Largest ever lightning bolt confirmed

The lightning flash extended 477 miles across states of Texas, Louisiana and Mississippi

A lightning flash that occurred in April 2020 has been confirmed as the world’s greatest in length, beating the record of 440.6 miles (709 km) set in 2018. The bolt extended across the US states of Texas, Louisiana and Mississippi.

The record-breaking bolt, measuring 477.2 miles (768 km) was confirmed by the World Meteorological Organization (WMO) after a long process of checking and validating satellite data. 

Randall Cerveny of Arizona State University told New Scientist that the phenomenon is known as a “megaflash” because of its size, and that it moved from cloud to cloud rather than directing itself towards the earth. 

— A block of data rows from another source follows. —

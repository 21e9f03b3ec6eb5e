//! Evaluation and filter error taxonomy (§7).

use template_util::Span;
use thiserror::Error;

/// Errors a filter implementation can report. `InputInvalid` and
/// `InputNotNumeric` let a filter reject a value it doesn't handle
/// without inventing a one-off error type; `Custom` covers anything
/// filter-specific, which the engine wraps with the filter's name.
#[derive(Debug, Error, Clone, PartialEq)]
pub enum FilterError {
    #[error("filter input is not valid for this operation")]
    InputInvalid,
    #[error("filter input is not numeric")]
    InputNotNumeric,
    #[error("insufficient arguments: expected at least {expected}, got {got}")]
    InsufficientArgs { expected: usize, got: usize },
    #[error("{0}")]
    Custom(String),
}

/// Errors raised while evaluating an AST against an [`crate::ExecutionContext`].
#[derive(Debug, Error, Clone, PartialEq)]
pub enum EvalError {
    #[error("Evaluate error at {span}: division by zero")]
    DivisionByZero { span: Span },
    #[error("Evaluate error at {span}: modulo by zero")]
    ModuloByZero { span: Span },
    #[error("Evaluate error at {span}: cannot add {left} and {right}")]
    AddTypes {
        span: Span,
        left: &'static str,
        right: &'static str,
    },
    #[error("Evaluate error at {span}: cannot subtract {right} from {left}")]
    SubtractTypes {
        span: Span,
        left: &'static str,
        right: &'static str,
    },
    #[error("Evaluate error at {span}: cannot multiply {left} and {right}")]
    MultiplyTypes {
        span: Span,
        left: &'static str,
        right: &'static str,
    },
    #[error("Evaluate error at {span}: cannot divide {left} by {right}")]
    DivideTypes {
        span: Span,
        left: &'static str,
        right: &'static str,
    },
    #[error("Evaluate error at {span}: cannot compute {left} modulo {right}")]
    ModuloTypes {
        span: Span,
        left: &'static str,
        right: &'static str,
    },
    #[error("Evaluate error at {span}: cannot compare {left} and {right}")]
    CompareTypes {
        span: Span,
        left: &'static str,
        right: &'static str,
    },
    #[error("Evaluate error at {span}: unsupported operator for {left} and {right}")]
    UnsupportedOperator {
        span: Span,
        left: &'static str,
        right: &'static str,
    },
    #[error("Evaluate error at {span}: unsupported unary operator on {operand}")]
    UnsupportedUnaryOp { span: Span, operand: &'static str },
    #[error("Evaluate error at {span}: cannot negate a {operand}")]
    CannotNegate { span: Span, operand: &'static str },
    #[error("Evaluate error at {span}: cannot apply unary `+` to a {operand}")]
    CannotApplyUnaryPlus { span: Span, operand: &'static str },
    #[error("Evaluate error at {span}: integer overflow")]
    IntegerOverflow { span: Span },
    #[error("Evaluate error at {span}: unsupported host value type `{type_name}`")]
    UnsupportedType { span: Span, type_name: String },
    #[error("Evaluate error at {span}: cannot iterate a {type_name}")]
    UnsupportedCollection { span: Span, type_name: &'static str },
    #[error("Evaluate error at {span}: index {index} out of range (length {length})")]
    IndexOutOfRange {
        span: Span,
        index: i64,
        length: usize,
    },
    #[error("Evaluate error at {span}: key `{key}` not found")]
    KeyNotFound { span: Span, key: String },
    #[error("Evaluate error at {span}: `break` used outside of a loop")]
    BreakOutsideLoop { span: Span },
    #[error("Evaluate error at {span}: `continue` used outside of a loop")]
    ContinueOutsideLoop { span: Span },
    #[error("Evaluate error at {span}: filter `{name}` is not registered")]
    FilterNotFound { span: Span, name: String },
    #[error("Evaluate error at {span}: filter `{name}` failed: {source}")]
    Filter {
        span: Span,
        name: String,
        #[source]
        source: FilterError,
    },
}

impl EvalError {
    pub fn span(&self) -> Span {
        match self {
            EvalError::DivisionByZero { span }
            | EvalError::ModuloByZero { span }
            | EvalError::AddTypes { span, .. }
            | EvalError::SubtractTypes { span, .. }
            | EvalError::MultiplyTypes { span, .. }
            | EvalError::DivideTypes { span, .. }
            | EvalError::ModuloTypes { span, .. }
            | EvalError::CompareTypes { span, .. }
            | EvalError::UnsupportedOperator { span, .. }
            | EvalError::UnsupportedUnaryOp { span, .. }
            | EvalError::CannotNegate { span, .. }
            | EvalError::CannotApplyUnaryPlus { span, .. }
            | EvalError::IntegerOverflow { span }
            | EvalError::UnsupportedType { span, .. }
            | EvalError::UnsupportedCollection { span, .. }
            | EvalError::IndexOutOfRange { span, .. }
            | EvalError::KeyNotFound { span, .. }
            | EvalError::BreakOutsideLoop { span }
            | EvalError::ContinueOutsideLoop { span }
            | EvalError::FilterNotFound { span, .. }
            | EvalError::Filter { span, .. } => *span,
        }
    }
}

/// Raised by `render`. Carries the partial output accumulated before
/// the failure alongside the error, per the "fail open" propagation
/// policy in §5/§7.
#[derive(Debug, Error)]
#[error("{source}")]
pub struct RenderError {
    pub partial: String,
    #[source]
    pub source: EvalError,
}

The WMO also identified another lightning bolt over Uruguay and northern Argentina which lasted for 17.3 seconds – the longest duration ever recorded. The strike also took place in 2020 and beat the old record time of 16.7 seconds. 

WMO has verified 2 new world records for ⚡️⚡️lightning in notorious #megaflash hotspots

Longest distance single flash of 768 km (477.2 miles) across southern #USA on 29.4.2020

Greatest duration of 17.102 seconds over #Uruguay and northern #Argentina on 18.6.2020@NOAA pic.twitter.com/ijPXXue0bD

— World Meteorological Organization (@WMO) February 1, 2022

“We now have clear proof that single lightning events can last seventeen seconds,” said Cerveny, noting that it added to an important body of knowledge on the dynamics of lightning. 

Both the record-setting bolts occurred at thunderstorm hotspots in the Great Planes of the US and the Río de la Plata basin in South America. 

“These two lightning flash records are absolutely extraordinary,” Cerveny added.

The South American bolt also traveled from cloud to cloud. Cerveny said that both were several thousand feet above the ground and therefore posed no danger to human life.